Records to process:
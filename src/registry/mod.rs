//! Command tree consulted during completion.
//!
//! The registry is a hierarchy of named commands. Each level maps names to
//! [`CommandNode`]s, and every node carries its own argument table. The root
//! additionally owns the global arguments that apply to every command.

mod loading;
mod types;

#[cfg(test)]
mod tests;

pub use types::{ArgTable, ArgumentDescriptor, CommandNode, CommandTable};

use serde::{Deserialize, Serialize};

use crate::{ArgscopeError, Result};

/// Root of the command tree.
///
/// # Example Structure
///
/// ```text
/// registry            (global args: --output, --region, ...)
/// ├── s3api
/// │   ├── list-objects   (args: --bucket, --prefix, ...)
/// │   └── get-object
/// └── ec2
///     └── describe-instances
/// ```
#[derive(Debug, Clone, PartialEq, Serialize, Deserialize, Default)]
pub struct CommandRegistry {
    #[serde(rename = "commands", default)]
    subcommand_table: CommandTable,

    #[serde(rename = "args", default)]
    arg_table: ArgTable,
}

impl CommandRegistry {
    /// Creates an empty registry.
    pub fn new() -> Self {
        Self::default()
    }

    /// Top-level commands.
    pub fn subcommand_table(&self) -> &CommandTable {
        &self.subcommand_table
    }

    /// Global arguments accepted by every command.
    pub fn arg_table(&self) -> &ArgTable {
        &self.arg_table
    }

    /// Registers `node` beneath the command reached by `parent_lineage`.
    ///
    /// The lineage is root-first and its first element names the root
    /// itself, so `["root"]` registers a top-level command and
    /// `["root", "s3api"]` registers a child of `s3api`. A node with the
    /// same name at that level is replaced.
    ///
    /// # Errors
    ///
    /// Returns `ArgscopeError::SubcommandNotFound` if any parent token does
    /// not exist.
    pub fn register_command<S: AsRef<str>>(
        &mut self,
        parent_lineage: &[S],
        node: CommandNode,
    ) -> Result<()> {
        let mut table = &mut self.subcommand_table;

        for token in parent_lineage.iter().skip(1) {
            let token = token.as_ref();
            table = table
                .get_mut(token)
                .ok_or_else(|| ArgscopeError::subcommand_not_found(token, parent_lineage))?
                .subcommand_table_mut();
        }

        table.insert(node.name.clone(), node);
        Ok(())
    }

    /// Registers a global argument, replacing any existing one with the same name.
    pub fn register_global_arg(&mut self, argument: ArgumentDescriptor) {
        self.arg_table.insert(argument.name.clone(), argument);
    }

    /// Lists top-level commands with their direct subcommands.
    ///
    /// Both levels are sorted alphabetically for consistent display.
    pub fn list_commands(&self) -> Vec<(String, Vec<String>)> {
        let mut commands: Vec<(String, Vec<String>)> = self
            .subcommand_table
            .iter()
            .map(|(name, node)| {
                let mut children: Vec<String> = node.subcommand_table().keys().cloned().collect();
                children.sort();

                (name.clone(), children)
            })
            .collect();

        commands.sort();

        commands
    }
}
//! Unit tests for the docs module
//!
//! Tests page selection for typed command text and text cleanup helpers.

#![allow(clippy::unwrap_used)]

use std::sync::Arc;

use crate::{
    docs::{DocsGetter, first_line, strip_html_tags},
    registry::CommandRegistry,
};

const COMMAND_TABLE: &str = r#"
[commands.ec2]
documentation = "<p>Amazon Elastic Compute Cloud.</p>"

[commands.ec2.commands.describe-instances]
documentation = "<p>Describes the specified instances.</p>"

[commands.ec2.commands.describe-instances.args.instance-ids]
documentation = "<p>The instance IDs.</p>\n<p>Default: all instances.</p>"

[commands.ec2.commands.describe-instances.args.dry-run]

[commands.s3api]
documentation = "Low level S3 operations."
"#;

fn getter() -> DocsGetter {
    let registry = CommandRegistry::from_toml_str(COMMAND_TABLE).unwrap();
    DocsGetter::new(Arc::new(registry))
}

#[test]
fn strips_tags_but_keeps_content() {
    assert_eq!(strip_html_tags("<p>Hello <b>world</b></p>"), "Hello world");
    assert_eq!(strip_html_tags("no tags"), "no tags");
    assert_eq!(strip_html_tags(""), "");
}

#[test]
fn first_line_skips_blank_lines() {
    assert_eq!(first_line("\n\n  first  \nsecond"), "first");
    assert_eq!(first_line(""), "");
}

#[test]
fn empty_text_shows_top_level() {
    let docs = getter().get_docs("");

    assert!(docs.starts_with("Available services:"));
    assert!(docs.contains("ec2"));
    assert!(docs.contains("Amazon Elastic Compute Cloud."));
    assert!(docs.contains("s3api"));
}

#[test]
fn unknown_service_shows_top_level() {
    let getter = getter();

    assert_eq!(getter.get_docs("ec"), getter.get_docs(""));
}

#[test]
fn service_without_operation_shows_service_page() {
    let docs = getter().get_docs("ec2");

    assert!(docs.starts_with("ec2\n==="));
    assert!(docs.contains("Amazon Elastic Compute Cloud."));
    assert!(docs.contains("describe-instances"));
    assert!(!docs.contains("<p>"));
}

#[test]
fn invalid_operation_shows_service_page() {
    let getter = getter();

    assert_eq!(getter.get_docs("ec2 describe-nothing"), getter.get_docs("ec2"));
}

#[test]
fn operation_shows_operation_page() {
    let docs = getter().get_docs("ec2 describe-instances");

    assert!(docs.starts_with("ec2 describe-instances\n"));
    assert!(docs.contains("Describes the specified instances."));
    assert!(docs.contains("--instance-ids"));
    assert!(docs.contains("The instance IDs."));
    assert!(!docs.contains("Default: all instances."));
    assert!(docs.contains("--dry-run"));
}

#[test]
fn options_and_paths_are_ignored() {
    let getter = getter();
    let expected = getter.get_docs("ec2 describe-instances");

    assert_eq!(
        getter.get_docs("ec2 --output json describe-instances"),
        getter.get_docs("ec2 json describe-instances")
    );
    assert_eq!(
        getter.get_docs("ec2 describe-instances --cli-input-json file://input.json"),
        expected
    );
    assert_eq!(getter.get_docs("./script.sh ec2 describe-instances"), expected);
}

#[test]
fn repeated_lookups_are_stable() {
    let getter = getter();

    let first = getter.get_docs("ec2 describe-instances");
    let second = getter.get_docs("ec2 describe-instances");

    assert_eq!(first, second);
}
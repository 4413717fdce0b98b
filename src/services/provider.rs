use std::sync::Arc;

use super::{ProviderError, ServiceModel};

/// Read-only source of service descriptions keyed by service name.
///
/// Implementations own the descriptions for the lifetime of the process and
/// hand out shared references. Any failure, including an unknown service,
/// is reported through `ProviderError`.
pub trait ServiceModelProvider: Send + Sync {
    /// Returns the description registered under `service_name`.
    ///
    /// # Errors
    ///
    /// Returns `ProviderError::UnknownService` if no description is known,
    /// or any other provider-specific error.
    fn get_service_model(&self, service_name: &str) -> Result<Arc<ServiceModel>, ProviderError>;
}
use std::{fs, path::Path};

use tracing::{info, instrument};

use super::{CommandRegistry, types::fill_table_names};
use crate::{ArgscopeError, Result};

impl CommandRegistry {
    /// Builds a registry from a TOML command table.
    ///
    /// ```toml
    /// [args.output]
    /// documentation = "The formatting style for command output."
    /// choices = ["json", "text", "table"]
    ///
    /// [commands.s3api.commands.list-objects.args.bucket]
    /// documentation = "The name of the bucket."
    /// required = true
    /// model = { type = "string" }
    /// ```
    ///
    /// # Errors
    ///
    /// Returns `ArgscopeError::TomlParseError` if the content is not a valid
    /// command table.
    pub fn from_toml_str(content: &str) -> Result<Self> {
        Self::parse(content, None)
    }

    /// Reads and parses a TOML command table from disk.
    ///
    /// # Errors
    ///
    /// Returns `ArgscopeError::Io` if the file cannot be read and
    /// `ArgscopeError::TomlParseError` if it cannot be parsed.
    #[instrument]
    pub fn load(path: &Path) -> Result<Self> {
        let content = fs::read_to_string(path)?;
        let registry = Self::parse(&content, Some(path))?;

        info!(
            "Loaded {} top-level commands and {} global arguments",
            registry.subcommand_table.len(),
            registry.arg_table.len()
        );
        Ok(registry)
    }

    fn parse(content: &str, path: Option<&Path>) -> Result<Self> {
        let mut registry: CommandRegistry =
            toml::from_str(content).map_err(|e| ArgscopeError::toml_parse(e, path))?;

        fill_table_names(&mut registry.subcommand_table, &mut registry.arg_table);
        Ok(registry)
    }
}
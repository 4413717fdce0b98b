use std::collections::HashMap;

use serde::{Deserialize, Serialize};

use crate::services::Shape;

/// Mapping from subcommand name to its node.
pub type CommandTable = HashMap<String, CommandNode>;

/// Mapping from argument name to its descriptor.
pub type ArgTable = HashMap<String, ArgumentDescriptor>;

/// Metadata for a single command argument.
///
/// Every field except the name is optional. Accessors return `Option` and
/// leave the choice of default to the caller, since different lookups fall
/// back to different values.
#[derive(Debug, Clone, PartialEq, Serialize, Deserialize, Default)]
pub struct ArgumentDescriptor {
    /// Argument name as typed after `--`.
    #[serde(skip)]
    pub name: String,

    /// Structural model of the accepted value.
    #[serde(rename = "model", default, skip_serializing_if = "Option::is_none")]
    pub argument_model: Option<Shape>,

    /// Human-readable documentation.
    #[serde(default, skip_serializing_if = "Option::is_none")]
    pub documentation: Option<String>,

    /// Literal values accepted by an enumerated argument.
    #[serde(default, skip_serializing_if = "Option::is_none")]
    pub choices: Option<Vec<String>>,

    /// Whether the argument must be supplied.
    #[serde(default)]
    pub required: bool,
}

impl ArgumentDescriptor {
    /// Creates a descriptor with only a name.
    pub fn new(name: &str) -> Self {
        Self {
            name: name.to_string(),
            ..Self::default()
        }
    }

    /// Sets the structural model.
    pub fn with_model(mut self, model: Shape) -> Self {
        self.argument_model = Some(model);
        self
    }

    /// Sets the documentation string.
    pub fn with_documentation(mut self, documentation: &str) -> Self {
        self.documentation = Some(documentation.to_string());
        self
    }

    /// Restricts the argument to a set of literal values.
    pub fn with_choices(mut self, choices: &[&str]) -> Self {
        self.choices = Some(choices.iter().map(|c| c.to_string()).collect());
        self
    }

    /// Marks the argument as required.
    pub fn required(mut self) -> Self {
        self.required = true;
        self
    }

    /// Structural model, if one is attached.
    pub fn argument_model(&self) -> Option<&Shape> {
        self.argument_model.as_ref()
    }

    /// Documentation, if any was provided.
    pub fn documentation(&self) -> Option<&str> {
        self.documentation.as_deref()
    }

    /// Valid literal values, if the argument is enumerated.
    pub fn choices(&self) -> Option<&[String]> {
        self.choices.as_deref()
    }
}

/// A node of the command tree.
///
/// Nodes are built once when the registry is assembled and are only read
/// afterwards.
#[derive(Debug, Clone, PartialEq, Serialize, Deserialize, Default)]
pub struct CommandNode {
    /// Command name as typed on the command line.
    #[serde(skip)]
    pub name: String,

    /// Documentation shown for the command.
    #[serde(default, skip_serializing_if = "Option::is_none")]
    pub documentation: Option<String>,

    #[serde(rename = "commands", default, skip_serializing_if = "HashMap::is_empty")]
    subcommand_table: CommandTable,

    #[serde(rename = "args", default, skip_serializing_if = "HashMap::is_empty")]
    arg_table: ArgTable,
}

impl CommandNode {
    /// Creates a node without documentation, children or arguments.
    pub fn new(name: &str) -> Self {
        Self {
            name: name.to_string(),
            ..Self::default()
        }
    }

    /// Sets the documentation string.
    pub fn with_documentation(mut self, documentation: &str) -> Self {
        self.documentation = Some(documentation.to_string());
        self
    }

    /// Adds a child command, keyed by its name.
    pub fn with_subcommand(mut self, node: CommandNode) -> Self {
        self.subcommand_table.insert(node.name.clone(), node);
        self
    }

    /// Adds an argument, keyed by its name.
    pub fn with_argument(mut self, argument: ArgumentDescriptor) -> Self {
        self.arg_table.insert(argument.name.clone(), argument);
        self
    }

    /// Child commands of this node.
    pub fn subcommand_table(&self) -> &CommandTable {
        &self.subcommand_table
    }

    /// Arguments accepted by this node.
    pub fn arg_table(&self) -> &ArgTable {
        &self.arg_table
    }

    /// Documentation, if any was provided.
    pub fn documentation(&self) -> Option<&str> {
        self.documentation.as_deref()
    }

    pub(super) fn subcommand_table_mut(&mut self) -> &mut CommandTable {
        &mut self.subcommand_table
    }

    /// Copies table keys into the `name` fields of nodes and arguments.
    pub(super) fn fill_names(&mut self) {
        fill_table_names(&mut self.subcommand_table, &mut self.arg_table);
    }
}

pub(super) fn fill_table_names(commands: &mut CommandTable, args: &mut ArgTable) {
    for (name, argument) in args.iter_mut() {
        argument.name.clone_from(name);
    }

    for (name, node) in commands.iter_mut() {
        node.name.clone_from(name);
        node.fill_names();
    }
}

Your objective:
Among the lines above, find those with the word "descriptions". Copy them.

Exercise answer:
/// Read-only source of service descriptions keyed by service name.
/// Implementations own the descriptions for the lifetime of the process and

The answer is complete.